** Assigned task **
Search the data for the string "already" and extract every line where it appears.

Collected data
impl ConnectionManager {
    /// inbound connections waiting for accept() beyond this are refused
    const ACCEPT_QUEUE: usize = 16;

    pub fn new(
        config: StreamConfig,
        transport: Arc<dyn Transport>,
        signer: Arc<dyn Signer>,
    ) -> anyhow::Result<Arc<ConnectionManager>> {
        config.validate()?;
        let (accept_tx, accept_rx) = mpsc::channel(Self::ACCEPT_QUEUE);
        Ok(Arc::new(ConnectionManager {
            throttler: ConnThrottler::new(
                config.throttle_per_minute,
                config.throttle_per_hour,
                config.throttle_per_day,
            ),
            config: Arc::new(config),
            queue: Arc::new(PacketQueue::new(transport, signer)),
            connections: Mutex::new(FxHashMap::default()),
            pending_pings: Mutex::new(FxHashMap::default()),
            accept_tx,
            accept_rx: Mutex::new(accept_rx),
            tcb: TcbShare::new(TcbShare::DEFAULT_EXPIRY),
            stats: ManagerStats::default(),
        }))
    }

    pub fn local_identity(&self) -> Identity {
        self.queue.local_identity()
    }

    pub(crate) fn queue(&self) -> &Arc<PacketQueue> {
        &self.queue
    }

    pub async fn active_connection_count(&self) -> usize {
        self.connections.lock().await.len()
    }

    pub fn stats(&self) -> StatsSnapshot {
        StatsSnapshot {
            connections_created: self.stats.connections_created.load(Ordering::Relaxed),
            connections_accepted: self.stats.connections_accepted.load(Ordering::Relaxed),
            connections_refused: self.stats.connections_refused.load(Ordering::Relaxed),
            connections_removed: self.stats.connections_removed.load(Ordering::Relaxed),
            pings_received: self.stats.pings_received.load(Ordering::Relaxed),
            messages_received: self.stats.messages_received.load(Ordering::Relaxed),
        }
    }

    /// Open an outbound connection. Blocks until the first ack arrives, unless a
    ///  connect-delay is configured - then the connection is returned right away and
    ///  the SYN goes out with the first write (or when the delay runs out).
    pub async fn connect(self: &Arc<Self>, remote: Identity) -> Result<Arc<Connection>, StreamError> {
        let conn = {
            let mut connections = self.connections.lock().await;
            if connections.len() >= self.config.max_connections {
                warn!("refusing outbound connection to {}: {} live connections", remote, connections.len());
                return Err(StreamError::Refused);
            }
            let local_id = Self::allocate_id(&connections);
            let tcb_seed = self.tcb.seed(&remote);
            let conn = Connection::new(
                local_id,
                false,
                Some(remote),
                self.config.clone(),
                self.queue.clone(),
                Arc::downgrade(self),
                tcb_seed,
            );
            connections.insert(local_id, conn.clone());
            conn
        };
        conn.start_maintenance();
        self.stats.connections_created.fetch_add(1, Ordering::Relaxed);
        debug!("outbound connection {} registered", conn.local_id());

        if self.config.connect_delay.is_some() {
            // defer the SYN hoping for first-write data to piggyback
            conn.event_occurred().await;
            return Ok(conn);
        }

        if let Err(e) = conn.ensure_syn_sent().await {
            self.remove_connection(&conn).await;
            return Err(e);
        }
        match conn.await_connect().await {
            Ok(()) => Ok(conn),
            Err(e) => {
                self.remove_connection(&conn).await;
                Err(e)
            }
        }
    }

    /// Wait for the next inbound connection.
    pub async fn accept(&self, timeout: Option<Duration>) -> Result<Arc<Connection>, StreamError> {
        let mut accept_rx = self.accept_rx.lock().await;
        match timeout {
            Some(timeout) => match tokio::time::timeout(timeout, accept_rx.recv()).await {
                Ok(Some(conn)) => Ok(conn),
                Ok(None) => Err(StreamError::Closed),
                Err(_) => Err(StreamError::Timeout),
            },
            None => accept_rx.recv().await.ok_or(StreamError::Closed),
        }
    }

    /// Entry point for inbound transport messages, one call per message. Framing
    ///  errors are dropped silently; everything else demultiplexes by stream id.
    pub async fn on_message(self: &Arc<Self>, message: &[u8]) {
        self.stats.messages_received.fetch_add(1, Ordering::Relaxed);
        let packet = match Packet::decode(message) {
            Ok(packet) => packet,
            Err(e) => {
                debug!("dropping unparsable message of {} bytes: {}", message.len(), e);
                return;
            }
        };

        if packet.is_flag_set(PacketFlags::ECHO) {
            self.receive_echo(packet).await;
            return;
        }

        if !packet.send_stream_id.is_unknown() {
            let conn = self.connections.lock().await.get(&packet.send_stream_id).cloned();
            match conn {
                Some(conn) => connection_packet_handler::receive_packet(&conn, packet).await,
                None => self.receive_unknown_stream(packet).await,
            }
        } else if packet.is_flag_set(PacketFlags::SYNCHRONIZE) {
            self.receive_connection(packet).await;
        } else {
            debug!("dropping packet {} with no stream id and no SYN", packet);
        }
    }

    /// An inbound SYN for a new stream: admission control, then registration.
    ///  Refusals answer with a signed RESET - except spoofed (unverifiable) SYNs,
    ///  which are dropped silently, and peers already over their throttle ceiling.
    async fn receive_connection(self: &Arc<Self>, packet: Packet) {
        let Some(from) = packet.option_from().cloned() else {
            debug!("dropping SYN without sender identity");
            return;
        };
        if !packet.verify_signature(self.queue.signer(), &from) {
            warn!("dropping SYN from {} with missing or invalid signature", from);
            return;
        }

        // a retransmitted SYN for a stream we already accepted (our answer is still in
        //  flight): route it to the existing connection instead of registering a twin -
        //  it must not count against the throttle either
        if !packet.receive_stream_id.is_unknown() {
            let candidates: Vec<Arc<Connection>> =
                self.connections.lock().await.values().cloned().collect();
            let mut existing = None;
            for conn in candidates {
                if conn.is_inbound() && conn.matches_remote(&from, packet.receive_stream_id).await {
                    existing = Some(conn);
                    break;
                }
            }
            if let Some(conn) = existing {
                debug!("SYN retransmission for known connection {}", conn.local_id());
                connection_packet_handler::receive_packet(&conn, packet).await;
                return;
            }
        }

        if self.config.deny_list.contains(&from)
            || (!self.config.access_list.is_empty() && !self.config.access_list.contains(&from))
        {
            info!("refusing connection from {}: not allowed", from);
            self.stats.connections_refused.fetch_add(1, Ordering::Relaxed);
            self.send_refusal(&packet, &from).await;
            return;
        }

        let was_throttled = self.throttler.is_throttled(&from);
        if self.throttler.should_throttle(&from) {
            self.stats.connections_refused.fetch_add(1, Ordering::Relaxed);
            if !was_throttled {
                // answer the first refused attempt; further ones are dropped silently
                self.send_refusal(&packet, &from).await;
            }
            return;
        }

        let conn = {
            let mut connections = self.connections.lock().await;
            if connections.len() >= self.config.max_connections {
                drop(connections);
                info!("refusing connection from {}: connection ceiling reached", from);
                self.stats.connections_refused.fetch_add(1, Ordering::Relaxed);
                self.send_refusal(&packet, &from).await;
                return;
            }
            let local_id = Self::allocate_id(&connections);
            let conn = Connection::new(
                local_id,
                true,
                Some(from.clone()),
                self.config.clone(),
                self.queue.clone(),
                Arc::downgrade(self),
                self.tcb.seed(&from),
            );
            connections.insert(local_id, conn.clone());
            conn
        };
        conn.start_maintenance();
        self.stats.connections_accepted.fetch_add(1, Ordering::Relaxed);
        info!("inbound connection {} from {}", conn.local_id(), from);

        // the regular handler applies the SYN: stream ids, payload block 0, the ack
        connection_packet_handler::receive_packet(&conn, packet).await;

        if self.accept_tx.try_send(conn.clone()).is_err() {
            warn!("accept queue full, resetting inbound connection from {}", from);
            self.stats.connections_refused.fetch_add(1, Ordering::Relaxed);
            conn.reset().await;
            self.remove_connection(&conn).await;
        }
    }

    /// A non-SYN packet for a stream we don't know: silently ignore RESETs, answer
    ///  verifiable packets with a RESET so the peer can tear down quickly.
    async fn receive_unknown_stream(&self, packet: Packet) {
        if packet.is_flag_set(PacketFlags::RESET) {
            return;
        }
        let Some(from) = packet.option_from().cloned() else {
            debug!("dropping packet {} for unknown stream", packet);
            return;
        };
        if !packet.verify_signature(self.queue.signer(), &from) {
            return;
        }
        debug!("answering packet {} for unknown stream with RESET", packet);
        let mut reset = Packet::new(packet.receive_stream_id, packet.send_stream_id, 0);
        reset.set_flag(PacketFlags::RESET | PacketFlags::NO_ACK);
        reset.set_option_from(self.queue.local_identity());
        self.queue
            .enqueue(&from, &mut reset, self.config.local_port, self.config.remote_port)
            .await;
    }

    async fn send_refusal(&self, syn: &Packet, to: &Identity) {
        let mut reset = Packet::new(syn.receive_stream_id, StreamId::UNKNOWN, 0);
        reset.set_flag(PacketFlags::RESET | PacketFlags::NO_ACK);
        reset.set_option_from(self.queue.local_identity());
        self.queue
            .enqueue(to, &mut reset, self.config.local_port, self.config.remote_port)
            .await;
    }

    /// Ping / pong, unrelated to any stream. A ping carries the ping id in the
    ///  send-stream-id field and must be signed; the pong echoes the id back in the
    ///  receive-stream-id field.
    async fn receive_echo(&self, packet: Packet) {
        if !packet.send_stream_id.is_unknown() {
            self.stats.pings_received.fetch_add(1, Ordering::Relaxed);
            let Some(from) = packet.option_from().cloned() else {
                debug!("dropping ping without sender identity");
                return;
            };
            if !packet.verify_signature(self.queue.signer(), &from) {
                warn!("dropping ping from {} with missing or invalid signature", from);
                return;
            }
            let mut pong = Packet::new(StreamId::UNKNOWN, packet.send_stream_id, 0);
            pong.set_flag(PacketFlags::ECHO | PacketFlags::NO_ACK);
            self.queue
                .enqueue(&from, &mut pong, self.config.local_port, self.config.remote_port)
                .await;
        } else if !packet.receive_stream_id.is_unknown() {
            if let Some(waiter) = self
                .pending_pings
                .lock()
                .await
                .remove(&packet.receive_stream_id.to_raw())
            {
                let _ = waiter.send(());
            }
        }
    }

    /// One-off liveness probe: send a signed echo packet and wait for the matching
    ///  reply. Defaults to failure on timeout.
    pub async fn ping(&self, peer: &Identity, timeout: Duration) -> bool {
        let ping_id = loop {
            let id = rand::random::<u32>();
            if id != 0 && !self.pending_pings.lock().await.contains_key(&id) {
                break id;
            }
        };
        let (tx, rx) = oneshot::channel();
        self.pending_pings.lock().await.insert(ping_id, tx);

        let mut ping = Packet::new(StreamId::from_raw(ping_id), StreamId::UNKNOWN, 0);
        ping.set_flag(PacketFlags::ECHO | PacketFlags::NO_ACK | PacketFlags::SIGNATURE_INCLUDED);
        ping.set_option_from(self.queue.local_identity());

        if !self
            .queue
            .enqueue(peer, &mut ping, self.config.local_port, self.config.remote_port)
            .await
        {
            self.pending_pings.lock().await.remove(&ping_id);
            return false;
        }

        let replied = tokio::time::timeout(timeout, rx).await.map(|r| r.is_ok()).unwrap_or(false);
        if !replied {
            self.pending_pings.lock().await.remove(&ping_id);
        }
        replied
    }

    /// Drop a connection from the table and fold its final estimates into the
    ///  TCB cache and the aggregate counters.
    pub(crate) async fn remove_connection(&self, conn: &Arc<Connection>) {
        let removed = self.connections.lock().await.remove(&conn.local_id()).is_some();
        if !removed {
            return;
        }
        self.stats.connections_removed.fetch_add(1, Ordering::Relaxed);
        if let Some((remote, rtt, rtt_dev, window)) = conn.on_removed().await {
            self.tcb.update(&remote, rtt, rtt_dev, window);
        }
        debug!("connection {} removed", conn.local_id());
    }

    /// Fresh random ids, collision-checked against the live table.
    fn allocate_id(connections: &FxHashMap<StreamId, Arc<Connection>>) -> StreamId {
        loop {
            let id = rand::random::<u32>();
            if id != 0 && !connections.contains_key(&StreamId::from_raw(id)) {
                return StreamId::from_raw(id);
            }
        }
    }
}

** Answer to the exercise **
    ///  which are dropped silently, and peers already over their throttle ceiling.
        // a retransmitted SYN for a stream we already accepted (our answer is still in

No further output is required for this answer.